Rubins, who has a Ph.D. in cancer biology from Stanford and was the first person to sequence DNA in space, is currently training for her upcoming six-month mission on the International Space Station.

Voting from the space station is similar to voting absentee from anyplace on the planet — except instead of relying on the U.S. Postal Service to deliver the ballot, Rubins will get hers forwarded electronically from Mission Control in Houston.

“Using a set of unique credentials sent to each of them by e-mail, astronauts can access their ballots, cast their votes, and downlink them back down to Earth,” the Smithsonian National Air and Space Museum explained in 2018.

The ballot is then sent to the county clerk for tabulation.

American astronauts have been able to cast ballots from above for over two decades now, ever since a Texas lawmaker learned that astronaut John Blaha couldn’t vote in the 1996 presidential race between Bill Clinton and Bob Dole. At the time, Blaha was serving on Russia’s Mir Space Station, a predecessor to the ISS.

“He expressed a little bit disappointment in not being able to do that,” Republican State Senator Mike Jackson told NPR’s Nell Greenfieldboyce in 2008.
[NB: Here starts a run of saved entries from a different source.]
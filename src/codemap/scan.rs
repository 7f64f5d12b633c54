//! Text scanning shared by the extractors.
//!
//! Extractors work on two views of the same file: the original text and a
//! masked copy in which comments and the contents of string literals are
//! replaced by spaces. Both have identical byte offsets, so structure is
//! found in the masked copy and verbatim text (default values, include
//! paths) is sliced from the original.

use std::ops::Range;

use super::{DeclKind, Extraction, Params};

/// Number of lines in `text`, counting an unterminated last line.
pub(crate) fn line_count(text: &str) -> usize {
    if text.is_empty() {
        return 0;
    }
    let newlines = bytecount::count(text.as_bytes(), b'\n');
    if text.ends_with('\n') {
        newlines
    } else {
        newlines + 1
    }
}

/// Byte offset to 1-indexed line lookup.
pub(crate) struct LineIndex {
    starts: Vec<usize>,
}

impl LineIndex {
    pub(crate) fn new(text: &str) -> Self {
        let mut starts = vec![0];
        starts.extend(
            text.bytes()
                .enumerate()
                .filter(|(_, b)| *b == b'\n')
                .map(|(i, _)| i + 1),
        );
        Self { starts }
    }

    pub(crate) fn line_of(&self, offset: usize) -> usize {
        self.starts.partition_point(|&start| start <= offset)
    }

    /// Byte ranges of every physical line, without the trailing newline.
    pub(crate) fn ranges(&self, len: usize) -> Vec<Range<usize>> {
        self.starts
            .iter()
            .enumerate()
            .map(|(i, &start)| {
                let end = self.starts.get(i + 1).map_or(len, |next| next - 1);
                start..end.max(start)
            })
            .collect()
    }
}

// ============================================================================
// Masking
// ============================================================================

/// Comment and literal syntax of a language family.
#[derive(Debug, Clone, Copy, Default)]
pub(crate) struct MaskStyle {
    pub slash_comments: bool,
    pub hash_comments: bool,
    pub backtick_strings: bool,
    pub verbatim_strings: bool,
    pub triple_quotes: bool,
    pub regex_literals: bool,
}

impl MaskStyle {
    pub(crate) const C_LIKE: MaskStyle = MaskStyle {
        slash_comments: true,
        hash_comments: false,
        backtick_strings: false,
        verbatim_strings: false,
        triple_quotes: false,
        regex_literals: false,
    };

    pub(crate) const CSHARP: MaskStyle = MaskStyle {
        verbatim_strings: true,
        triple_quotes: true,
        ..MaskStyle::C_LIKE
    };

    pub(crate) const JAVASCRIPT: MaskStyle = MaskStyle {
        backtick_strings: true,
        regex_literals: true,
        ..MaskStyle::C_LIKE
    };

    pub(crate) const PYTHON: MaskStyle = MaskStyle {
        slash_comments: false,
        hash_comments: true,
        backtick_strings: false,
        verbatim_strings: false,
        triple_quotes: true,
        regex_literals: false,
    };
}

/// Masked text plus the spans of literals that cross a line break.
pub(crate) struct Masked {
    pub text: String,
    pub multiline_literals: Vec<Range<usize>>,
}

/// Replace comments and literal contents with spaces, keeping newlines,
/// quote characters, and byte offsets intact.
pub(crate) fn mask(text: &str, style: MaskStyle) -> Masked {
    let src = text.as_bytes();
    let n = src.len();
    let mut out = src.to_vec();
    let mut multiline_literals = Vec::new();
    let mut i = 0;

    while i < n {
        let b = src[i];
        let next = src.get(i + 1).copied();

        if style.slash_comments && b == b'/' && next == Some(b'/') {
            let end = find_byte(src, i, b'\n');
            blank(&mut out, i..end);
            i = end;
            continue;
        }
        if style.slash_comments && b == b'/' && next == Some(b'*') {
            let end = find_seq(src, i + 2, b"*/").map_or(n, |e| e + 2);
            blank(&mut out, i..end);
            i = end;
            continue;
        }
        if style.regex_literals && b == b'/' && regex_allowed(&out[..i]) {
            if let Some(close) = regex_close(src, i) {
                blank(&mut out, i + 1..close);
                i = close + 1;
                continue;
            }
        }
        if style.hash_comments && b == b'#' {
            let end = find_byte(src, i, b'\n');
            blank(&mut out, i..end);
            i = end;
            continue;
        }

        let is_quote = b == b'"' || b == b'\'' || (style.backtick_strings && b == b'`');
        if is_quote {
            let (body, end) = literal(src, i, style);
            if src[body.clone()].contains(&b'\n') {
                multiline_literals.push(i..end);
            }
            blank(&mut out, body);
            i = end.max(i + 1);
            continue;
        }

        i += 1;
    }

    let text = String::from_utf8(out)
        .unwrap_or_else(|e| String::from_utf8_lossy(e.as_bytes()).into_owned());
    Masked {
        text,
        multiline_literals,
    }
}

/// Locate the body of the literal opening at `start`.
///
/// Returns the content range and the offset just past the literal.
fn literal(src: &[u8], start: usize, style: MaskStyle) -> (Range<usize>, usize) {
    let n = src.len();
    let quote = src[start];

    if style.triple_quotes && quote != b'`' && src[start..].starts_with(&[quote, quote, quote]) {
        let delim = [quote; 3];
        let body = start + 3;
        let mut j = body;
        while j < n {
            if src[j] == b'\\' {
                j += 2;
                continue;
            }
            if src[j..].starts_with(&delim) {
                return (body..j, j + 3);
            }
            j += 1;
        }
        return (body..n, n);
    }

    let verbatim = style.verbatim_strings && quote == b'"' && is_verbatim_prefix(&src[..start]);
    let multiline = verbatim || quote == b'`';
    let body = start + 1;
    let mut j = body;

    while j < n {
        let c = src[j];
        if verbatim {
            if c == b'"' {
                if src.get(j + 1) == Some(&b'"') {
                    j += 2;
                    continue;
                }
                return (body..j, j + 1);
            }
        } else {
            if c == b'\\' {
                j += 2;
                continue;
            }
            if c == quote {
                return (body..j, j + 1);
            }
            // Unterminated single-line literal: stop at the line break.
            if c == b'\n' && !multiline {
                return (body..j, j);
            }
        }
        j += 1;
    }

    let end = j.min(n);
    (body.min(end)..end, end)
}

/// Bytes after which a `/` starts a regex literal rather than dividing.
const REGEX_PRECEDERS: &[u8] = b"(,=:[!&|?{};+-*%<>~^";

/// Keywords after which a `/` starts a regex literal.
const REGEX_KEYWORDS: &[&str] = &[
    "return", "typeof", "case", "do", "else", "in", "of", "new", "delete", "void", "throw",
    "yield", "await",
];

/// Whether a `/` following the already masked bytes `before` sits where an
/// operand is expected.
fn regex_allowed(before: &[u8]) -> bool {
    let Some(last) = before.iter().rposition(|b| !matches!(b, b' ' | b'\t' | b'\r')) else {
        return true;
    };
    let c = before[last];
    if c == b'\n' || REGEX_PRECEDERS.contains(&c) {
        return true;
    }
    if !is_ident_byte(c) {
        return false;
    }
    let start = before[..=last]
        .iter()
        .rposition(|&b| !is_ident_byte(b))
        .map_or(0, |p| p + 1);
    std::str::from_utf8(&before[start..=last]).is_ok_and(|word| REGEX_KEYWORDS.contains(&word))
}

/// Offset of the `/` closing a regex literal that opens at `start`.
///
/// Regex literals never span lines; `None` means this `/` is not one.
fn regex_close(src: &[u8], start: usize) -> Option<usize> {
    let mut in_class = false;
    let mut j = start + 1;
    while j < src.len() {
        match src[j] {
            b'\\' => {
                j += 2;
                continue;
            }
            b'\n' => return None,
            b'[' => in_class = true,
            b']' => in_class = false,
            b'/' if !in_class => return Some(j),
            _ => {}
        }
        j += 1;
    }
    None
}

fn is_verbatim_prefix(before: &[u8]) -> bool {
    before.ends_with(b"@") || before.ends_with(b"@$") || before.ends_with(b"$@")
}

fn find_byte(src: &[u8], from: usize, byte: u8) -> usize {
    src[from..]
        .iter()
        .position(|&b| b == byte)
        .map_or(src.len(), |p| from + p)
}

fn find_seq(src: &[u8], from: usize, seq: &[u8]) -> Option<usize> {
    if from >= src.len() {
        return None;
    }
    src[from..]
        .windows(seq.len())
        .position(|w| w == seq)
        .map(|p| from + p)
}

fn blank(out: &mut [u8], range: Range<usize>) {
    for b in &mut out[range] {
        if *b != b'\n' {
            *b = b' ';
        }
    }
}

/// Blank a line-aligned range of an already masked string.
pub(crate) fn blank_range(masked: &mut String, range: Range<usize>) {
    let replacement: String = masked.as_bytes()[range.clone()]
        .iter()
        .map(|&b| if b == b'\n' { '\n' } else { ' ' })
        .collect();
    masked.replace_range(range, &replacement);
}

/// Blank preprocessor lines (including `\` continuations) and return their
/// ranges so callers can read them from the original text.
pub(crate) fn take_preprocessor_lines(masked: &mut String) -> Vec<Range<usize>> {
    let lines = LineIndex::new(masked).ranges(masked.len());
    let mut directives = Vec::new();
    let mut idx = 0;

    while idx < lines.len() {
        let first = lines[idx].clone();
        if masked[first.clone()].trim_start().starts_with('#') {
            let mut end = first.end;
            while masked[lines[idx].clone()].trim_end().ends_with('\\') && idx + 1 < lines.len() {
                idx += 1;
                end = lines[idx].end;
            }
            directives.push(first.start..end);
        }
        idx += 1;
    }

    for range in &directives {
        blank_range(masked, range.clone());
    }
    directives
}

// ============================================================================
// Snippets
// ============================================================================

/// A span of the file seen through both the original and masked text.
#[derive(Clone, Copy)]
pub(crate) struct Snippet<'a> {
    text: &'a str,
    masked: &'a str,
    lines: &'a LineIndex,
    start: usize,
    end: usize,
}

impl<'a> Snippet<'a> {
    pub(crate) fn new(
        text: &'a str,
        masked: &'a str,
        lines: &'a LineIndex,
        range: Range<usize>,
    ) -> Self {
        Self {
            text,
            masked,
            lines,
            start: range.start,
            end: range.end,
        }
    }

    pub(crate) fn original(&self) -> &'a str {
        &self.text[self.start..self.end]
    }

    pub(crate) fn masked(&self) -> &'a str {
        &self.masked[self.start..self.end]
    }

    /// Masked text following the snippet, up to the end of the file.
    pub(crate) fn rest(&self) -> &'a str {
        &self.masked[self.end..]
    }

    pub(crate) fn is_blank(&self) -> bool {
        self.masked().trim().is_empty()
    }

    /// Line of the first non-blank character.
    pub(crate) fn line(&self) -> usize {
        let masked = self.masked();
        let lead = masked.len() - masked.trim_start().len();
        self.lines.line_of(self.start + lead)
    }

    /// Sub-snippet from a relative byte range.
    pub(crate) fn slice(&self, range: Range<usize>) -> Snippet<'a> {
        let end = (self.start + range.end).min(self.end);
        let start = (self.start + range.start).min(end);
        Snippet { start, end, ..*self }
    }

    /// The snippet without its first `offset` bytes.
    pub(crate) fn after(&self, offset: usize) -> Snippet<'a> {
        self.slice(offset..self.end - self.start)
    }

    /// Candidate sub-snippets starting at each line, shortest first.
    ///
    /// Only candidates with balanced brackets are kept, found in one
    /// backwards pass. At most [`MAX_CANDIDATES`] of the shortest are
    /// returned, followed by the longest one.
    pub(crate) fn suffixes(&self) -> Vec<Snippet<'a>> {
        let bytes = self.masked().as_bytes();
        // Closers not yet matched by an opener, per bracket kind.
        let mut owed = [0i32; 3];
        let mut starts = Vec::new();

        for i in (0..bytes.len()).rev() {
            if let Some((slot, delta)) = bracket(bytes[i]) {
                owed[slot] -= delta;
                // An opener without its closer; no longer suffix can balance.
                if owed[slot] < 0 {
                    break;
                }
            }
            let line_start = i == 0 || bytes[i - 1] == b'\n';
            if line_start && owed == [0, 0, 0] {
                starts.push(i);
            }
        }

        if starts.len() > MAX_CANDIDATES {
            let longest = starts[starts.len() - 1];
            starts.truncate(MAX_CANDIDATES);
            starts.push(longest);
        }

        starts
            .into_iter()
            .map(|s| self.slice(s..bytes.len()))
            .filter(|s| !s.is_blank())
            .collect()
    }
}

/// Most line-suffixes tried before falling back to the whole snippet.
pub(crate) const MAX_CANDIDATES: usize = 64;

/// Classify the shortest line-suffix of `snippet` that `classify` accepts.
///
/// Leading lines that belong to something else (attributes, macros,
/// statements without a terminator) are skipped this way.
pub(crate) fn first_match<'a, T>(
    snippet: Snippet<'a>,
    mut classify: impl FnMut(Snippet<'a>) -> Option<T>,
) -> Option<T> {
    snippet.suffixes().into_iter().find_map(&mut classify)
}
Voting from space had never really been an issue before then, because NASA astronauts typically spent no more than about two weeks on shuttle missions. But with the advent of the space station, Americans were sometimes on missions for months at a time.

So a new law was born. “I can attest to how important one person’s vote is because my first election I won by seven votes out of over 26,000,” Jackson said.
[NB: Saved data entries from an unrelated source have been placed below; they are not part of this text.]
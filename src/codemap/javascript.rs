//! JavaScript declaration scanner.
//!
//! Top-level functions, classes and bindings are listed along with class
//! members. Anything nested inside a function body is not.

use std::sync::LazyLock;

use regex::Regex;

use super::scan::{self, Block, BraceRules, Context, Effect, LineIndex, MaskStyle, Scope, Snippet};
use super::{DeclKind, Declaration, Extraction, Params};

static IMPORT_START: LazyLock<Regex> = LazyLock::new(|| {
    Regex::new(r#"^import(?:\s*[{*'"]|\s+[\w$]|\s*$)"#).expect("import regex is invalid")
});

static REQUIRE: LazyLock<Regex> = LazyLock::new(|| {
    Regex::new(r"^(?:const|let|var)\s+[^=]+=\s*require\s*\(").expect("require regex is invalid")
});

static EXPORT: LazyLock<Regex> =
    LazyLock::new(|| Regex::new(r"^export(?:\s+default)?\b\s*").expect("export regex is invalid"));

static FUNCTION: LazyLock<Regex> = LazyLock::new(|| {
    Regex::new(r"^(async\s+)?function\b\s*\*?\s*([\w$]+)?\s*\(").expect("function regex is invalid")
});

static CLASS: LazyLock<Regex> = LazyLock::new(|| {
    Regex::new(r"^class\b(?:\s+([\w$]+))?(?:\s+extends\s+(.+?))?$").expect("class regex is invalid")
});

static BINDING_FUNCTION: LazyLock<Regex> = LazyLock::new(|| {
    Regex::new(r"^(?:const|let|var)\s+([\w$]+)\s*=\s*(async\s+)?(?:function\b|\([^()]*(?:\([^()]*\)[^()]*)*\)\s*=>|[\w$]+\s*=>)")
        .expect("binding function regex is invalid")
});

static BINDING: LazyLock<Regex> =
    LazyLock::new(|| Regex::new(r"^(const|let|var)\s+(.+)$").expect("binding regex is invalid"));

static METHOD: LazyLock<Regex> = LazyLock::new(|| {
    Regex::new(r"^(static\s+)?(async\s+)?(?:(get|set)\s+)?(?:\*\s*)?(#?[\w$]+)\s*\(")
        .expect("method regex is invalid")
});

static CLASS_FIELD: LazyLock<Regex> = LazyLock::new(|| {
    Regex::new(r"^(static\s+)?(#?[\w$]+)\s*(?:=\s*(.*))?$").expect("class field regex is invalid")
});

static DECLARATION_START: LazyLock<Regex> = LazyLock::new(|| {
    Regex::new(r"^(?:export\s+(?:default\s+)?)?(?:const|let|var|class|(?:async\s+)?function)\b")
        .expect("declaration start regex is invalid")
});

static ARROW_VALUE: LazyLock<Regex> = LazyLock::new(|| {
    Regex::new(r"^(?:async\s+)?(?:\([^()]*\)|[\w$]+)\s*=>|^(?:async\s+)?function\b")
        .expect("arrow value regex is invalid")
});

/// Extract imports and declarations from a JavaScript file.
pub fn extract(content: &str) -> Extraction {
    let masked = scan::mask(content, MaskStyle::JAVASCRIPT).text;
    let mut out = Extraction::default();
    collect_imports(content, &masked, &mut out);
    scan::scan_braces(content, &masked, &mut JsRules, &mut out);
    out
}

/// `import` statements (possibly spanning lines) and `require` bindings.
fn collect_imports(content: &str, masked: &str, out: &mut Extraction) {
    let mut pending: Option<usize> = None;

    for line in LineIndex::new(masked).ranges(masked.len()) {
        let trimmed = masked[line.clone()].trim_start();
        let lead = line.end - line.start - trimmed.len();

        if pending.is_none() {
            if IMPORT_START.is_match(trimmed) {
                pending = Some(line.start + lead);
            } else if REQUIRE.is_match(trimmed) {
                out.add_import(statement_text(content, masked, line.start + lead, line.end));
                continue;
            }
        }

        if let Some(start) = pending {
            let so_far = &masked[start..line.end];
            if so_far.contains(['\'', '"']) || so_far.trim_end().ends_with(';') {
                out.add_import(statement_text(content, masked, start, line.end));
                pending = None;
            }
        }
    }
}

/// Original text of `start..end`, cut at the first `;` and trailing comments.
fn statement_text(content: &str, masked: &str, start: usize, end: usize) -> String {
    let region = &masked[start..end];
    let cut = region.find(';').unwrap_or(region.len());
    let used = region[..cut].trim_end().len();
    scan::squash(&content[start..start + used])
}

#[derive(Debug, Clone, Copy, PartialEq, Eq)]
enum Terminator {
    Brace,
    Semicolon,
}

enum Found {
    Class(Declaration),
    Members(Vec<Declaration>),
    Initializer,
    Skip,
}

struct JsRules;

impl BraceRules for JsRules {
    fn open_block(&mut self, header: Snippet<'_>, cx: &Context<'_>, out: &mut Extraction) -> Block {
        let header = if cx.scope.is_type() {
            header
        } else {
            let mut pieces = split_declarations(header);
            let last = pieces.pop().unwrap_or(header);
            for piece in pieces {
                statement(piece, cx, out);
            }
            last
        };

        match scan::first_match(header, |s| classify(s, cx, Terminator::Brace)) {
            Some(Found::Class(decl)) => {
                let scope = Scope::Type {
                    name: decl.name.clone(),
                    kind: decl.kind,
                };
                out.declarations.push(decl);
                Block::Container(scope)
            }
            Some(Found::Members(decls)) => {
                out.declarations.extend(decls);
                Block::Body
            }
            Some(Found::Initializer) => Block::Inline,
            Some(Found::Skip) | None => Block::Body,
        }
    }

    fn statement(&mut self, stmt: Snippet<'_>, cx: &Context<'_>, out: &mut Extraction) -> Effect {
        if cx.scope.is_type() {
            statement(stmt, cx, out);
        } else {
            for piece in split_declarations(stmt) {
                statement(piece, cx, out);
            }
        }
        Effect::None
    }
}

fn statement(stmt: Snippet<'_>, cx: &Context<'_>, out: &mut Extraction) {
    if let Some(Found::Members(decls)) =
        scan::first_match(stmt, |s| classify(s, cx, Terminator::Semicolon))
    {
        out.declarations.extend(decls);
    }
}

/// Split before every line that opens a top-level declaration, so code
/// without semicolons yields one piece per declaration.
fn split_declarations(s: Snippet<'_>) -> Vec<Snippet<'_>> {
    let masked = s.masked();
    let mut cuts = vec![0];
    let mut depth = 0i32;
    let mut at_line_start = false;

    for (i, b) in masked.bytes().enumerate() {
        if at_line_start && !b.is_ascii_whitespace() {
            at_line_start = false;
            if depth == 0 && DECLARATION_START.is_match(&masked[i..]) {
                cuts.push(i);
            }
        }
        match b {
            b'(' | b'[' | b'{' => depth += 1,
            b')' | b']' | b'}' => depth -= 1,
            b'\n' => at_line_start = true,
            _ => {}
        }
    }
    cuts.push(masked.len());

    cuts.windows(2)
        .map(|w| s.slice(w[0]..w[1]))
        .filter(|piece| !piece.is_blank())
        .collect()
}

fn classify(s: Snippet<'_>, cx: &Context<'_>, term: Terminator) -> Option<Found> {
    let squashed = scan::squash(s.masked());
    if squashed.is_empty() {
        return None;
    }
    if cx.scope.is_type() {
        class_member(s, &squashed, cx.depth, term)
    } else {
        top_level(s, &squashed, cx.depth, term)
    }
}

fn top_level(s: Snippet<'_>, squashed: &str, depth: usize, term: Terminator) -> Option<Found> {
    let line = s.line();
    let exported = EXPORT.find(squashed);
    let text = exported.map_or(squashed, |m| &squashed[m.end()..]);
    let is_default = exported.is_some_and(|m| m.as_str().contains("default"));

    let module_statement = text.starts_with("import") || squashed.starts_with("export");
    if term == Terminator::Semicolon && module_statement {
        if !text.starts_with("const") && !text.starts_with("let") && !text.starts_with("var") {
            return Some(Found::Skip);
        }
    }

    if let Some(caps) = CLASS.captures(text) {
        let name = caps.get(1).map(|m| m.as_str()).or(is_default.then_some("default"))?;
        let extends = caps.get(2).map(|m| m.as_str().to_string());
        let decl = Declaration::new(DeclKind::Class, name, depth, line).with_extends(extends);
        return Some(Found::Class(decl));
    }

    if term == Terminator::Brace {
        if let Some(caps) = FUNCTION.captures(text) {
            let name = caps.get(2).map(|m| m.as_str()).or(is_default.then_some("default"))?;
            let decl = function(s, DeclKind::Function, name, depth, line);
            return Some(Found::Members(vec![with_async(decl, caps.get(1).is_some())]));
        }
    }

    if let Some(caps) = BINDING_FUNCTION.captures(text) {
        let decl = function(s, DeclKind::Function, &caps[1], depth, line);
        return Some(Found::Members(vec![with_async(decl, caps.get(2).is_some())]));
    }

    match term {
        Terminator::Brace => {
            let assigns = scan::find_top_level(s.masked(), false, scan::is_assign).is_some();
            assigns.then_some(Found::Initializer)
        }
        Terminator::Semicolon => {
            let caps = BINDING.captures(text)?;
            let keyword = caps.get(1).map_or("", |m| m.as_str());
            let list = caps.get(2).map_or("", |m| m.as_str());
            let decls = bindings(list, keyword, depth, line);
            (!decls.is_empty()).then_some(Found::Members(decls))
        }
    }
}

fn class_member(s: Snippet<'_>, text: &str, depth: usize, term: Terminator) -> Option<Found> {
    let line = s.line();

    if term == Terminator::Brace {
        if let Some(caps) = METHOD.captures(text) {
            let name = &caps[4];
            let (kind, qualifier) = match caps.get(3) {
                Some(accessor) => (DeclKind::Property, Some(accessor.as_str().to_string())),
                None if name == "constructor" => (DeclKind::Constructor, None),
                None => {
                    let words: Vec<&str> = [caps.get(1), caps.get(2)]
                        .into_iter()
                        .flatten()
                        .map(|m| m.as_str().trim())
                        .collect();
                    (DeclKind::Method, (!words.is_empty()).then(|| words.join(" ")))
                }
            };
            let decl = function(s, kind, name, depth, line);
            let decl = match qualifier {
                Some(q) => decl.with_qualifier(q),
                None => decl,
            };
            return Some(Found::Members(vec![decl]));
        }
    }

    let caps = CLASS_FIELD.captures(text)?;
    let name = &caps[2];
    let is_static = caps.get(1).is_some();
    let value = caps.get(3).map_or("", |m| m.as_str());

    if ARROW_VALUE.is_match(value) {
        let decl = function(s, DeclKind::Method, name, depth, line);
        let decl = if is_static { decl.with_qualifier("static") } else { decl };
        return Some(Found::Members(vec![decl]));
    }
    if term == Terminator::Brace {
        return None;
    }

    let decl = Declaration::new(DeclKind::Field, name, depth, line);
    let decl = if is_static { decl.with_qualifier("static") } else { decl };
    Some(Found::Members(vec![decl]))
}

/// A callable whose parameters are the first parenthesized group, or the
/// lone identifier before `=>`.
fn function(s: Snippet<'_>, kind: DeclKind, name: &str, depth: usize, line: usize) -> Declaration {
    let masked = s.masked();
    let paren = scan::find_top_level(masked, false, scan::is_open_paren);
    let arrow = scan::find_top_level(masked, false, scan::is_arrow);

    let params = match (paren, arrow) {
        (Some(open), arrow) if arrow.map_or(true, |a| open < a) => {
            let close = scan::matching_close(masked, open, b'(', b')').unwrap_or(masked.len());
            scan::params(s, open, close, false)
        }
        (_, Some(a)) => scan::trailing_name(&masked[..a], b"")
            .map(|(_, p)| p.to_string())
            .into_iter()
            .collect(),
        _ => Params::new(),
    };

    Declaration::new(kind, name, depth, line).with_params(params)
}

fn with_async(decl: Declaration, is_async: bool) -> Declaration {
    if is_async {
        decl.with_qualifier("async")
    } else {
        decl
    }
}

/// Variables from the declarator list of a `const`/`let`/`var` statement.
fn bindings(list: &str, keyword: &str, depth: usize, line: usize) -> Vec<Declaration> {
    scan::split_top_level(list, false)
        .into_iter()
        .filter_map(|range| {
            let piece = &list[range];
            let eq = scan::find_top_level(piece, false, scan::is_assign);
            let name = eq.map_or(piece, |e| &piece[..e]).trim();
            let value = eq.map_or("", |e| piece[e + 1..].trim());
            if !scan::is_identifier(name) || value.starts_with("require") {
                return None;
            }
            Some(Declaration::new(DeclKind::Variable, name, depth, line).with_qualifier(keyword))
        })
        .collect()
}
Texas lawmakers approved the measure in 1997, and then-Gov. George W. Bush signed it into law. That same year, astronaut David Wolf became the first American to “vote while you float,” as NASA cheekily put it.

“I voted alone up in space, very alone, the only English speaker up there, and it was nice to have an English ballot, something from America,” Wolf told The Atlantic in 2016. “It made me feel closer to the Earth and like the people of Earth actually cared about me up there.”

Most NASA astronauts live in Houston, so since that Texas law was passed, several astronauts have been able to cast ballots from above. This isn’t even the first time Rubins has exercised her orbital privilege; she also voted in the 2016 presidential election from the space station — listing her address as “low-Earth orbit.”

“I think it’s really important for everybody to vote,” Rubins said. “If we can do it from space, then I believe folks can do it from the ground, too.”